■ TASK REQUIREMENTS
Find the line with "whatever its length" in the entries below. Repeat it, every following line, and the line with "lines may differ", exactly and with nothing added.

*** Opening RECORDS FOR THIS EXERCISE ***

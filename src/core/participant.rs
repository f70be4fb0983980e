use crate::core::error::{AmountField, SettlementError};
use rust_decimal::Decimal;
use serde::{Deserialize, Serialize};
use std::collections::HashSet;
use std::fmt;

/// Identifier for a participant in a pool.
///
/// Ids are handed out by [`ParticipantRoster`](crate::core::roster::ParticipantRoster)
/// and stay attached to a participant across renames and amount edits.
///
/// # Examples
///
/// ```
/// use pool_settlement::core::participant::ParticipantId;
///
/// let a = ParticipantId::new(1);
/// let b = ParticipantId::new(2);
/// assert_ne!(a, b);
/// assert!(a < b);
/// ```
#[derive(Debug, Clone, Copy, PartialEq, Eq, Hash, PartialOrd, Ord, Serialize, Deserialize)]
#[serde(transparent)]
pub struct ParticipantId(u64);

impl ParticipantId {
    pub fn new(id: u64) -> Self {
        Self(id)
    }

    pub fn value(&self) -> u64 {
        self.0
    }
}

impl fmt::Display for ParticipantId {
    fn fmt(&self, f: &mut fmt::Formatter<'_>) -> fmt::Result {
        write!(f, "{}", self.0)
    }
}

impl From<u64> for ParticipantId {
    fn from(id: u64) -> Self {
        Self::new(id)
    }
}

/// One member of a shared pool: what they put in and what came back to them.
///
/// # Examples
///
/// ```
/// use pool_settlement::core::participant::Participant;
/// use rust_decimal_macros::dec;
///
/// let p = Participant::new(1, "Asha", dec!(100), dec!(250));
/// assert_eq!(p.actual_result(), dec!(150));
/// assert!(p.validate().is_ok());
/// ```
#[derive(Debug, Clone, PartialEq, Eq, Serialize, Deserialize)]
pub struct Participant {
    id: ParticipantId,
    name: String,
    amount_invested: Decimal,
    amount_won: Decimal,
}

impl Participant {
    /// Create a participant. No validation is performed; see [`Participant::validate`].
    pub fn new(
        id: u64,
        name: impl Into<String>,
        amount_invested: Decimal,
        amount_won: Decimal,
    ) -> Self {
        Self {
            id: ParticipantId::new(id),
            name: name.into(),
            amount_invested,
            amount_won,
        }
    }

    /// Check the invariants the settlement engine assumes but does not enforce:
    /// a non-blank name and non-negative amounts.
    pub fn validate(&self) -> Result<(), SettlementError> {
        if self.name.trim().is_empty() {
            return Err(SettlementError::EmptyName {
                participant: self.id,
            });
        }
        check_amount(&self.name, AmountField::Invested, self.amount_invested)?;
        check_amount(&self.name, AmountField::Won, self.amount_won)?;
        Ok(())
    }

    // --- Accessors ---

    pub fn id(&self) -> ParticipantId {
        self.id
    }

    pub fn name(&self) -> &str {
        &self.name
    }

    pub fn amount_invested(&self) -> Decimal {
        self.amount_invested
    }

    pub fn amount_won(&self) -> Decimal {
        self.amount_won
    }

    /// Profit or loss actually realised: won minus invested.
    pub fn actual_result(&self) -> Decimal {
        self.amount_won - self.amount_invested
    }

    // --- Mutators used by the roster ---

    pub(crate) fn set_name(&mut self, name: String) {
        self.name = name;
    }

    pub(crate) fn set_amounts(&mut self, amount_invested: Decimal, amount_won: Decimal) {
        self.amount_invested = amount_invested;
        self.amount_won = amount_won;
    }
}

fn check_amount(name: &str, field: AmountField, value: Decimal) -> Result<(), SettlementError> {
    if value < Decimal::ZERO {
        return Err(SettlementError::InvalidAmount {
            participant: name.to_string(),
            field,
            value,
        });
    }
    Ok(())
}

/// Validate every participant and check that ids are unique, stopping at
/// the first failure.
pub fn validate_all(participants: &[Participant]) -> Result<(), SettlementError> {
    participants.iter().try_for_each(Participant::validate)?;
    check_unique_ids(participants)
}

/// Fail with [`SettlementError::DuplicateParticipant`] on the first id seen twice.
pub fn check_unique_ids(participants: &[Participant]) -> Result<(), SettlementError> {
    let mut seen = HashSet::with_capacity(participants.len());
    for p in participants {
        if !seen.insert(p.id()) {
            return Err(SettlementError::DuplicateParticipant(p.id()));
        }
    }
    Ok(())
}
#[derive(Debug, Clone, Copy, PartialEq, Eq, Hash, Default, Deserialize)]
#[serde(rename_all = "snake_case")]
pub enum WrapMode {
    /// A single line, whatever its length
    #[default]
    None,
    /// Start a new line when the next widget does not fit
    Chain,
    /// Like `Chain`, but gone widgets keep their place in the lines
    ChainNew,
    /// A grid: every line holds the same number of widgets
    Aligned,
}

/// Placement of a widget across the lines of a flow
#[derive(Debug, Clone, Copy, PartialEq, Eq, Hash, Default, Deserialize)]
#[serde(rename_all = "snake_case")]
pub enum FlowAlign {
    Start,
    #[default]
    Center,
    End,
    /// Align text baselines; horizontal flows only
    Baseline,
}

/// Chain style and bias applied to one line
#[derive(Debug, Clone, Copy, PartialEq, Deserialize)]
pub struct LineStyle {
    #[serde(default)]
    pub style: ChainStyle,
    #[serde(default = "default_bias")]
    pub bias: f32,
}

fn default_bias() -> f32 {
    0.5
}

impl Default for LineStyle {
    fn default() -> Self {
        Self {
            style: ChainStyle::Spread,
            bias: default_bias(),
        }
    }
}

/// Line styles along one axis: the first and last lines may differ
#[derive(Debug, Clone, Copy, PartialEq, Default, Deserialize)]
#[serde(default)]
pub struct FlowStyles {
    pub general: LineStyle,
    pub first: Option<LineStyle>,
    pub last: Option<LineStyle>,
}

impl FlowStyles {
    fn for_line(&self, index: usize, count: usize) -> LineStyle {
        if index == 0 {
            self.first.unwrap_or(self.general)
        } else if index + 1 == count {
            self.last.unwrap_or(self.general)
        } else {
            self.general
        }
    }
}

/// Lines computed by the last measurement
#[derive(Debug, Clone, Default, PartialEq)]
pub(crate) struct FlowLines {
    pub lines: Vec<Vec<WidgetId>>,
    /// Aligned mode: widest widget of each slot along the main axis
    pub biggest_in_slot: Vec<WidgetId>,
}
//! Integration tests for the layout engine: widget trees built through the
//! public API and laid out end to end.

use anchor_layout::layout::{
    layout, AnchorRef, AnchorType, BarrierSide, ChainStyle, DimensionBehaviour, Frame,
    LayoutConfig, NoopMeasurer, Orientation, Padding, Visibility, WidgetId, WidgetTree, WrapMode,
};
use pretty_assertions::assert_eq;

fn fixed_root(width: i32, height: i32) -> (WidgetTree, WidgetId) {
    let mut tree = WidgetTree::new();
    let root = tree.add_root("root");
    tree.widget_mut(root).set_size(width, height);
    (tree, root)
}

fn sized(tree: &mut WidgetTree, parent: WidgetId, name: &str, width: i32, height: i32) -> WidgetId {
    let id = tree.add_widget(parent, name).unwrap();
    tree.widget_mut(id).set_size(width, height);
    id
}

fn run(tree: &mut WidgetTree, root: WidgetId) {
    layout(tree, root, &LayoutConfig::default(), &mut NoopMeasurer).unwrap();
}

fn chain(tree: &mut WidgetTree, root: WidgetId, widgets: &[WidgetId]) {
    tree.connect(widgets[0], AnchorType::Left, root, AnchorType::Left, 0);
    for pair in widgets.windows(2) {
        tree.connect(pair[0], AnchorType::Right, pair[1], AnchorType::Left, 0);
        tree.connect(pair[1], AnchorType::Left, pair[0], AnchorType::Right, 0);
    }
    let last = widgets[widgets.len() - 1];
    tree.connect(last, AnchorType::Right, root, AnchorType::Right, 0);
}

#[test]
fn test_fixed_widget_sits_inside_padding() {
    let (mut tree, root) = fixed_root(400, 300);
    tree.widget_mut(root)
        .container_mut()
        .unwrap()
        .set_padding(Padding {
            left: 20,
            top: 10,
            right: 0,
            bottom: 0,
        });
    let card = sized(&mut tree, root, "card", 100, 50);
    tree.connect(card, AnchorType::Left, root, AnchorType::Left, 5);
    tree.connect(card, AnchorType::Top, root, AnchorType::Top, 5);

    run(&mut tree, root);
    assert_eq!(tree.widget(card).frame(), Frame::new(5, 5, 100, 50));
    assert_eq!(tree.absolute_frame(card), Frame::new(25, 15, 100, 50));
}

#[test]
fn test_centered_widget() {
    let (mut tree, root) = fixed_root(400, 300);
    let button = sized(&mut tree, root, "button", 100, 40);
    assert!(tree.connect(button, AnchorType::Center, root, AnchorType::Center, 0));

    run(&mut tree, root);
    assert_eq!(tree.widget(button).frame(), Frame::new(150, 130, 100, 40));
}

#[test]
fn test_chain_weights_split_space() {
    let (mut tree, root) = fixed_root(400, 100);
    let widgets: Vec<WidgetId> = [1.0, 1.0, 2.0]
        .iter()
        .enumerate()
        .map(|(i, weight)| {
            let id = sized(&mut tree, root, &format!("w{}", i), 0, 20);
            let widget = tree.widget_mut(id);
            widget.set_behaviour(Orientation::Horizontal, DimensionBehaviour::MatchConstraint);
            widget.set_weight(Orientation::Horizontal, *weight);
            id
        })
        .collect();
    chain(&mut tree, root, &widgets);

    run(&mut tree, root);
    let frames: Vec<(i32, i32)> = widgets
        .iter()
        .map(|w| (tree.widget(*w).x(), tree.widget(*w).width()))
        .collect();
    assert_eq!(frames, vec![(0, 100), (100, 100), (200, 200)]);
}

fn xs(tree: &WidgetTree, widgets: &[WidgetId]) -> Vec<i32> {
    widgets.iter().map(|w| tree.widget(*w).x()).collect()
}

fn three_in_a_row(tree: &mut WidgetTree, root: WidgetId) -> Vec<WidgetId> {
    let widgets: Vec<WidgetId> = (0..3)
        .map(|i| sized(tree, root, &format!("w{}", i), 40, 20))
        .collect();
    chain(tree, root, &widgets);
    widgets
}

#[test]
fn test_packed_chain_follows_bias() {
    let (mut tree, root) = fixed_root(400, 100);
    let widgets = three_in_a_row(&mut tree, root);
    {
        let head = tree.widget_mut(widgets[0]);
        head.set_chain_style(Orientation::Horizontal, ChainStyle::Packed);
        head.set_bias(Orientation::Horizontal, 0.0);
    }

    run(&mut tree, root);
    assert_eq!(xs(&tree, &widgets), vec![0, 40, 80]);
}

#[test]
fn test_spread_inside_chain_touches_both_edges() {
    let (mut tree, root) = fixed_root(400, 100);
    let widgets = three_in_a_row(&mut tree, root);
    tree.widget_mut(widgets[0])
        .set_chain_style(Orientation::Horizontal, ChainStyle::SpreadInside);

    run(&mut tree, root);
    assert_eq!(xs(&tree, &widgets), vec![0, 180, 360]);
}

#[test]
fn test_rtl_chain_reads_style_from_last_widget() {
    let (mut tree, root) = fixed_root(400, 100);
    let widgets = three_in_a_row(&mut tree, root);
    tree.widget_mut(widgets[2])
        .set_chain_style(Orientation::Horizontal, ChainStyle::Packed);

    let config = LayoutConfig::default().with_rtl(true);
    layout(&mut tree, root, &config, &mut NoopMeasurer).unwrap();
    assert_eq!(xs(&tree, &widgets), vec![140, 180, 220]);
}

#[test]
fn test_ratio_on_both_axes_keeps_square() {
    let (mut tree, root) = fixed_root(400, 300);
    let square = tree.add_widget(root, "square").unwrap();
    {
        let widget = tree.widget_mut(square);
        for o in Orientation::BOTH {
            widget.set_behaviour(o, DimensionBehaviour::MatchConstraint);
        }
        assert!(widget.set_dimension_ratio_str("1:1"));
    }
    for kind in [AnchorType::Left, AnchorType::Top, AnchorType::Right, AnchorType::Bottom] {
        tree.connect(square, kind, root, kind, 0);
    }

    run(&mut tree, root);
    assert_eq!(tree.widget(square).frame(), Frame::new(50, 0, 300, 300));
}

#[test]
fn test_gone_widget_leaves_the_chain() {
    let (mut tree, root) = fixed_root(400, 100);
    let widgets: Vec<WidgetId> = (0..3)
        .map(|i| sized(&mut tree, root, &format!("w{}", i), 40, 20))
        .collect();
    chain(&mut tree, root, &widgets);
    tree.widget_mut(widgets[1]).set_visibility(Visibility::Gone);

    run(&mut tree, root);
    let first = tree.widget(widgets[0]).x();
    let last = tree.widget(widgets[2]).x();
    // two visible widgets spread over 400: three gaps of 320 / 3
    assert!((first - 107).abs() <= 1, "first at {}", first);
    assert!((last - 253).abs() <= 1, "last at {}", last);
    assert_eq!(tree.widget(widgets[2]).width(), 40);
}

#[test]
fn test_barrier_follows_widest_reference() {
    let (mut tree, root) = fixed_root(400, 300);
    let mut references = Vec::new();
    for (i, margin) in [10, 30, 5].iter().enumerate() {
        let w = sized(&mut tree, root, &format!("label{}", i), 20, 20);
        tree.connect(w, AnchorType::Left, root, AnchorType::Left, *margin);
        references.push(w);
    }
    let barrier = tree.add_barrier(root, "barrier", BarrierSide::Right).unwrap();
    {
        let data = tree.widget_mut(barrier).barrier_mut().unwrap();
        for r in &references {
            data.add_reference(*r);
        }
        data.set_margin(4);
    }
    let field = sized(&mut tree, root, "field", 100, 20);
    assert!(tree.connect(field, AnchorType::Left, barrier, AnchorType::Right, 0));

    run(&mut tree, root);
    assert_eq!(tree.widget(barrier).x(), 54);
    assert_eq!(tree.widget(field).x(), 54);
}

#[test]
fn test_percent_guideline_positions_dependents() {
    let (mut tree, root) = fixed_root(400, 300);
    let guide = tree
        .add_guideline(root, "guide", Orientation::Vertical)
        .unwrap();
    tree.widget_mut(guide)
        .guideline_mut()
        .unwrap()
        .set_guide_percent(0.25);
    let panel = sized(&mut tree, root, "panel", 50, 50);
    assert!(tree.connect(panel, AnchorType::Left, guide, AnchorType::Left, 0));

    run(&mut tree, root);
    assert_eq!(tree.widget(guide).x(), 100);
    assert_eq!(tree.widget(panel).x(), 100);
}

#[test]
fn test_wrap_container_fits_connected_children() {
    let mut tree = WidgetTree::new();
    let root = tree.add_root("root");
    for o in Orientation::BOTH {
        tree.widget_mut(root)
            .set_behaviour(o, DimensionBehaviour::WrapContent);
    }
    let a = sized(&mut tree, root, "a", 100, 50);
    tree.connect(a, AnchorType::Left, root, AnchorType::Left, 10);
    tree.connect(a, AnchorType::Top, root, AnchorType::Top, 10);
    let b = sized(&mut tree, root, "b", 200, 80);
    tree.connect(b, AnchorType::Left, a, AnchorType::Right, 20);
    tree.connect(b, AnchorType::Top, root, AnchorType::Top, 10);
    tree.connect(b, AnchorType::Right, root, AnchorType::Right, 10);
    tree.connect(b, AnchorType::Bottom, root, AnchorType::Bottom, 10);

    let stats = layout(&mut tree, root, &LayoutConfig::default(), &mut NoopMeasurer).unwrap();
    assert_eq!((tree.widget(root).width(), tree.widget(root).height()), (340, 100));
    assert_eq!(tree.widget(b).frame(), Frame::new(130, 10, 200, 80));
    assert!(stats.passes <= LayoutConfig::default().max_iterations);
}

#[test]
fn test_reset_anchor_undoes_center_pairing() {
    let (mut tree, root) = fixed_root(400, 300);
    let button = sized(&mut tree, root, "button", 100, 40);
    tree.connect(button, AnchorType::Center, root, AnchorType::Center, 0);
    run(&mut tree, root);
    assert_eq!(tree.widget(button).x(), 150);

    tree.reset_anchor(button, AnchorType::Center);
    for kind in [AnchorType::Left, AnchorType::Right, AnchorType::Top, AnchorType::Bottom] {
        let anchor = tree.anchor(AnchorRef::new(button, kind)).unwrap();
        assert_eq!(anchor.target(), None, "{} still connected", kind);
    }

    tree.connect(button, AnchorType::Left, root, AnchorType::Left, 12);
    run(&mut tree, root);
    assert_eq!(tree.widget(button).x(), 12);
    // the vertical axis lost its connections and keeps the last solved position
    assert_eq!(tree.widget(button).y(), 130);
}

#[test]
fn test_flow_lays_out_a_single_line() {
    let (mut tree, root) = fixed_root(400, 300);
    let flow = tree.add_flow(root, "flow", Orientation::Horizontal).unwrap();
    let items: Vec<WidgetId> = (0..3)
        .map(|i| sized(&mut tree, root, &format!("item{}", i), 50, 20))
        .collect();
    {
        let widget = tree.widget_mut(flow);
        for o in Orientation::BOTH {
            widget.set_behaviour(o, DimensionBehaviour::WrapContent);
        }
        let data = widget.flow_mut().unwrap();
        for item in &items {
            data.add_reference(*item);
        }
        data.set_wrap_mode(WrapMode::None);
        data.set_gap(Orientation::Horizontal, 10);
    }
    tree.connect(flow, AnchorType::Left, root, AnchorType::Left, 10);
    tree.connect(flow, AnchorType::Top, root, AnchorType::Top, 10);

    run(&mut tree, root);
    assert_eq!(tree.widget(flow).frame(), Frame::new(10, 10, 170, 20));
    let xs: Vec<i32> = items.iter().map(|w| tree.widget(*w).x()).collect();
    assert_eq!(xs, vec![10, 70, 130]);
    assert!(items.iter().all(|w| tree.widget(*w).y() == 10));
}

#[test]
fn test_aligned_flow_builds_a_grid() {
    let (mut tree, root) = fixed_root(100, 300);
    let flow = tree.add_flow(root, "flow", Orientation::Horizontal).unwrap();
    let items: Vec<WidgetId> = (0..4)
        .map(|i| sized(&mut tree, root, &format!("cell{}", i), 40, 40))
        .collect();
    {
        let widget = tree.widget_mut(flow);
        for o in Orientation::BOTH {
            widget.set_behaviour(o, DimensionBehaviour::WrapContent);
        }
        let data = widget.flow_mut().unwrap();
        for item in &items {
            data.add_reference(*item);
        }
        data.set_wrap_mode(WrapMode::Aligned);
        data.set_gap(Orientation::Horizontal, 20);
        data.set_gap(Orientation::Vertical, 10);
    }
    tree.connect(flow, AnchorType::Left, root, AnchorType::Left, 0);
    tree.connect(flow, AnchorType::Top, root, AnchorType::Top, 0);

    run(&mut tree, root);
    // four columns need 220 and three need 160, two fit in 100
    assert_eq!(tree.widget(flow).frame(), Frame::new(0, 0, 100, 90));
    let cells: Vec<(i32, i32)> = items
        .iter()
        .map(|w| (tree.widget(*w).x(), tree.widget(*w).y()))
        .collect();
    assert_eq!(cells, vec![(0, 0), (60, 0), (0, 50), (60, 50)]);
}

#[test]
fn test_placeholder_hosts_its_content() {
    let (mut tree, root) = fixed_root(400, 300);
    let slot = tree.add_placeholder(root, "slot").unwrap();
    tree.widget_mut(slot).set_size(120, 80);
    tree.connect(slot, AnchorType::Left, root, AnchorType::Left, 20);
    tree.connect(slot, AnchorType::Top, root, AnchorType::Top, 30);

    let card = tree.add_widget(root, "card").unwrap();
    for o in Orientation::BOTH {
        tree.widget_mut(card)
            .set_behaviour(o, DimensionBehaviour::MatchConstraint);
    }
    // replaced by the placeholder's wiring
    tree.connect(card, AnchorType::Right, root, AnchorType::Right, 0);
    {
        let data = tree.widget_mut(slot).placeholder_mut().unwrap();
        data.set_content(Some(card));
        data.set_padding(Padding::uniform(5));
    }

    run(&mut tree, root);
    assert_eq!(tree.widget(card).frame(), Frame::new(25, 35, 110, 70));
}

#[test]
fn test_layout_is_repeatable() {
    let (mut tree, root) = fixed_root(300, 200);
    let a = sized(&mut tree, root, "a", 60, 30);
    tree.connect(a, AnchorType::Right, root, AnchorType::Right, 10);
    tree.connect(a, AnchorType::Bottom, root, AnchorType::Bottom, 10);
    let b = sized(&mut tree, root, "b", 40, 30);
    tree.connect(b, AnchorType::Right, a, AnchorType::Left, 8);
    tree.connect(b, AnchorType::Top, a, AnchorType::Top, 0);

    run(&mut tree, root);
    let first = (tree.widget(a).frame(), tree.widget(b).frame());
    run(&mut tree, root);
    assert_eq!((tree.widget(a).frame(), tree.widget(b).frame()), first);
    assert_eq!(first.1, Frame::new(182, 160, 40, 30));
}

*** Closing RECORDS FOR THIS EXERCISE ***

■ EXERCISE SOLUTION
    /// A single line, whatever its length
    #[default]
    None,
    /// Start a new line when the next widget does not fit
    Chain,
    /// Like `Chain`, but gone widgets keep their place in the lines
    ChainNew,
    /// A grid: every line holds the same number of widgets
    Aligned,
}

/// Placement of a widget across the lines of a flow
#[derive(Debug, Clone, Copy, PartialEq, Eq, Hash, Default, Deserialize)]
#[serde(rename_all = "snake_case")]
pub enum FlowAlign {
    Start,
    #[default]
    Center,
    End,
    /// Align text baselines; horizontal flows only
    Baseline,
}

/// Chain style and bias applied to one line
#[derive(Debug, Clone, Copy, PartialEq, Deserialize)]
pub struct LineStyle {
    #[serde(default)]
    pub style: ChainStyle,
    #[serde(default = "default_bias")]
    pub bias: f32,
}

fn default_bias() -> f32 {
    0.5
}

impl Default for LineStyle {
    fn default() -> Self {
        Self {
            style: ChainStyle::Spread,
            bias: default_bias(),
        }
    }
}

/// Line styles along one axis: the first and last lines may differ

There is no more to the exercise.